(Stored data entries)
============================================================

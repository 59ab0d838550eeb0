//! Dibs: advisory claims on shared remote environments.
//!
//! This is the main entry point for the `dibs` CLI. It parses arguments,
//! sets up logging, loads configuration, dispatches to the appropriate command
//! handler, and handles errors with proper exit codes.

mod catalog;
mod channel;
mod cli;
mod commands;
mod config;
mod coordinator;
mod error;
mod exit_codes;
mod identity;
mod locks;
mod readiness;
mod report;
mod select;

#[cfg(test)]
mod test_support;

use cli::Cli;
use config::Config;
use std::process::ExitCode;
use tracing::Level;
use tracing_subscriber::EnvFilter;

fn main() -> ExitCode {
    let cli = Cli::parse_args();
    init_logging(cli.verbose);

    let result = Config::resolve(cli.config.as_deref())
        .and_then(|config| commands::dispatch(&config, cli.command));

    match result {
        Ok(()) => ExitCode::from(exit_codes::SUCCESS as u8),
        Err(err) => {
            // Print user-actionable error message to stderr
            eprintln!("Error: {}", err);

            ExitCode::from(err.exit_code() as u8)
        }
    }
}

/// Log to stderr. `RUST_LOG` wins over `-v` when set.
fn init_logging(verbosity: u8) {
    let level = match verbosity {
        0 => Level::WARN,
        1 => Level::INFO,
        _ => Level::DEBUG,
    };

    tracing_subscriber::fmt()
        .with_env_filter(
            EnvFilter::builder()
                .with_default_directive(level.into())
                .from_env_lossy(),
        )
        .with_writer(std::io::stderr)
        .without_time()
        .init();
}
//! CLI argument parsing for dibs.
//!
//! Uses clap derive macros for declarative argument definitions.
//! This module defines the command structure; actual implementations
//! are in the `commands` module.

use clap::{ArgAction, Parser, Subcommand};
use std::path::PathBuf;

/// Dibs: advisory claims on shared remote environments.
///
/// A claim is a small `__dibs.json` record uploaded to an environment's public
/// files directory. Anyone can read it over HTTP; claiming and releasing go
/// over sftp. Claims are advisory: nothing stops a deploy to a claimed
/// environment.
#[derive(Parser, Debug)]
#[command(name = "dibs")]
#[command(author, version, about, long_about = None)]
#[command(propagate_version = true)]
pub struct Cli {
    /// Config file to use instead of the per-user one.
    #[arg(long, global = true, value_name = "PATH")]
    pub config: Option<PathBuf>,

    /// More log output on stderr (-v info, -vv debug).
    #[arg(short, long, global = true, action = ArgAction::Count)]
    pub verbose: u8,

    #[command(subcommand)]
    pub command: Command,
}

/// Available commands for dibs.
#[derive(Subcommand, Debug)]
pub enum Command {
    /// Call dibs on one environment.
    ///
    /// Fails if anyone, including you, already has dibs on it.
    Claim(ClaimArgs),

    /// Call dibs on the first free, ready environment of a site.
    ///
    /// Environments are tried oldest first. `live` is skipped unless
    /// `--filter` asks for it.
    ClaimAny(ClaimAnyArgs),

    /// Release dibs on one environment.
    ///
    /// Removes the record without checking who wrote it.
    Release(SiteEnvArgs),

    /// Show who, if anyone, has dibs on one environment.
    Status(SiteEnvArgs),

    /// List a site's environments with their dibs status.
    Report(ReportArgs),
}

/// Arguments for the `claim` command.
#[derive(Parser, Debug)]
pub struct ClaimArgs {
    /// Environment in the format `site-name.env`.
    pub site_env: String,

    /// Note left with the claim.
    pub message: String,
}

/// Arguments for the `claim-any` command.
#[derive(Parser, Debug)]
pub struct ClaimAnyArgs {
    /// Site name.
    pub site: String,

    /// Note left with the claim.
    pub message: String,

    /// Only consider environments whose name matches this regex.
    #[arg(short, long)]
    pub filter: Option<String>,
}

/// Arguments for commands that act on one environment.
#[derive(Parser, Debug)]
pub struct SiteEnvArgs {
    /// Environment in the format `site-name.env`.
    pub site_env: String,
}

/// Arguments for the `report` command.
#[derive(Parser, Debug)]
pub struct ReportArgs {
    /// Site name.
    pub site: String,

    /// Only report environments whose name matches this regex.
    #[arg(short, long)]
    pub filter: Option<String>,

    /// Only list claims older than this many seconds (0 lists everything).
    #[arg(long, value_name = "SECS", default_value_t = 0)]
    pub older_than: u64,
}

impl Cli {
    /// Parse command line arguments.
    pub fn parse_args() -> Self {
        Cli::parse()
    }
}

============================================================

(Exercise) Starting with the first line of the records, repeat every line up to and including the one containing "to a claimed", and nothing else.

(Output below)
repository 59ab0d838550eeb0
//! Dibs: advisory claims on shared remote environments.
//!
//! This is the main entry point for the `dibs` CLI. It parses arguments,
//! sets up logging, loads configuration, dispatches to the appropriate command
//! handler, and handles errors with proper exit codes.

mod catalog;
mod channel;
mod cli;
mod commands;
mod config;
mod coordinator;
mod error;
mod exit_codes;
mod identity;
mod locks;
mod readiness;
mod report;
mod select;

#[cfg(test)]
mod test_support;

use cli::Cli;
use config::Config;
use std::process::ExitCode;
use tracing::Level;
use tracing_subscriber::EnvFilter;

fn main() -> ExitCode {
    let cli = Cli::parse_args();
    init_logging(cli.verbose);

    let result = Config::resolve(cli.config.as_deref())
        .and_then(|config| commands::dispatch(&config, cli.command));

    match result {
        Ok(()) => ExitCode::from(exit_codes::SUCCESS as u8),
        Err(err) => {
            // Print user-actionable error message to stderr
            eprintln!("Error: {}", err);

            ExitCode::from(err.exit_code() as u8)
        }
    }
}

/// Log to stderr. `RUST_LOG` wins over `-v` when set.
fn init_logging(verbosity: u8) {
    let level = match verbosity {
        0 => Level::WARN,
        1 => Level::INFO,
        _ => Level::DEBUG,
    };

    tracing_subscriber::fmt()
        .with_env_filter(
            EnvFilter::builder()
                .with_default_directive(level.into())
                .from_env_lossy(),
        )
        .with_writer(std::io::stderr)
        .without_time()
        .init();
}
//! CLI argument parsing for dibs.
//!
//! Uses clap derive macros for declarative argument definitions.
//! This module defines the command structure; actual implementations
//! are in the `commands` module.

use clap::{ArgAction, Parser, Subcommand};
use std::path::PathBuf;

/// Dibs: advisory claims on shared remote environments.
///
/// A claim is a small `__dibs.json` record uploaded to an environment's public
/// files directory. Anyone can read it over HTTP; claiming and releasing go
/// over sftp. Claims are advisory: nothing stops a deploy to a claimed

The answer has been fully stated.